Nearly a third of refugees are children, including many separated from their families.

“The situation often involves families arriving with children so weak that they have fainted in their parents’ arms,” said Hicham Diab, representative of the International Federation of Red Cross and Red Crescent Societies.

BODIES

Carlos Morazzani, operations manager of the International Committee of the Red Cross, said it had transferred about 200 bodies from Karabakh – victims of a massive explosion at a fuel depot the night the exodus began, but also of recent fighting.

The Red Cross will focus on helping those left behind, with basic food and hygiene products, he said.

“We planned for the evacuation to be a longer process,” Morazzani said. “The evacuations this week happened very quickly, a lot of people, but that left a lot of people stranded.”

Azerbaijan’s victory reverses a humiliating defeat the country suffered when the Soviet Union collapsed. About a million Azeris lost their homes when Karabakh separatists captured much of the territory around their breakaway region.

Azerbaijan retook much of that land in a brief war in 2020, but the separatists still controlled much of Karabakh itself thanks to a peace deal brokered by Moscow and guaranteed by Russian peacekeepers.

Armenia has blamed Russia for failing to ensure the security of the breakaway region. Moscow denies blame.

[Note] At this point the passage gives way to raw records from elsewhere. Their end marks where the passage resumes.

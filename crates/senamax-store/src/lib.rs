//! Senamax Store
//!
//! The Historical Data Accessor seam. The engine sees history only through
//! the [`HistoryStore`] trait; relational persistence lives behind it as an
//! external collaborator. [`MemoryStore`] is the deterministic in-memory
//! implementation used by the runner and by tests.
//!
//! Every trait call is a short, independent transaction: no call spans
//! another, and storage failures surface unchanged as [`StoreError`].

pub mod memory;

pub use memory::MemoryStore;

use senamax_models::{Draw, PredictionRecord, WeightConfig};
use serde::{Deserialize, Serialize};

/// Storage-layer failure. Propagated to the caller unchanged; the engine
/// performs no retries.
#[derive(Debug, Clone, thiserror::Error)]
pub enum StoreError {
    #[error("storage unavailable: {0}")]
    Unavailable(String),
}

/// One undirected pair of the affinity matrix.
///
/// Stored once per unordered pair with `a < b`; `weight` is the count of
/// filtered historical draws containing both numbers.
#[derive(Debug, Clone, Copy, PartialEq, Eq, Serialize, Deserialize)]
pub struct AffinityPair {
    pub a: u8,
    pub b: u8,
    pub weight: u32,
}

/// Read/write surface over historical draws and engine persistence.
///
/// Ranked outputs are fully deterministic: descending by the ranking value,
/// ascending by number on ties.
pub trait HistoryStore {
    /// The `n` most recent draws, most recent first.
    fn recent_draws(&self, n: usize) -> Result<Vec<Draw>, StoreError>;

    /// Total number of stored draws.
    fn draw_count(&self) -> Result<usize, StoreError>;

    /// All-time frequency per number, highest count first.
    fn frequency_all(&self) -> Result<Vec<(u8, u32)>, StoreError>;

    /// Frequency per number inside the last `window` draws, highest first.
    /// Numbers absent from the window are omitted.
    fn frequency_recent(&self, window: usize) -> Result<Vec<(u8, u32)>, StoreError>;

    /// Every number that has appeared at least once, with its delay (draws
    /// since last seen; a number in the latest draw has delay 0), most
    /// delayed first. Never-seen numbers are omitted.
    fn delay_ranked(&self) -> Result<Vec<(u8, u32)>, StoreError>;

    /// Draws whose popularity index is at least `min_index`.
    fn popular_draws(&self, min_index: f64) -> Result<Vec<Draw>, StoreError>;

    /// Numbers ranked by total affinity weight across all stored pairs
    /// touching them, strongest first, capped at `n`.
    fn affinity_top(&self, n: usize) -> Result<Vec<u8>, StoreError>;

    /// Replace the entire affinity matrix (delete-then-reinsert semantics).
    fn replace_affinity(&mut self, pairs: Vec<AffinityPair>) -> Result<(), StoreError>;

    /// Current persisted weight configuration, if any.
    fn weight_config_read(&self) -> Result<Option<WeightConfig>, StoreError>;

    /// Overwrite the persisted weight configuration.
    fn weight_config_write(&mut self, config: &WeightConfig) -> Result<(), StoreError>;

    /// Prediction targeting `target_id`, if one was recorded.
    fn prediction_read(&self, target_id: u32) -> Result<Option<PredictionRecord>, StoreError>;

    /// Record (or supersede) the prediction for its target id.
    fn prediction_write(&mut self, record: &PredictionRecord) -> Result<(), StoreError>;
}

Western countries have denounced Azerbaijan’s lightning attack on Karabakh, while calling on Baku to keep promises to protect civilians.

“Azerbaijan bears the responsibility to guarantee the rights and security of the Karabakh Armenians, including their right to live in dignity in their homes without harassment and discrimination, as well as the right of return for the displaced,” a spokesperson for the European Union in a speech. rack.

“It is essential that a UN mission can access the area within the coming days.”

Azerbaijan said on Friday it had detained Levon Mnatsakanyan, a former military commander of the separatist forces from 2015-2018, at a border checkpoint.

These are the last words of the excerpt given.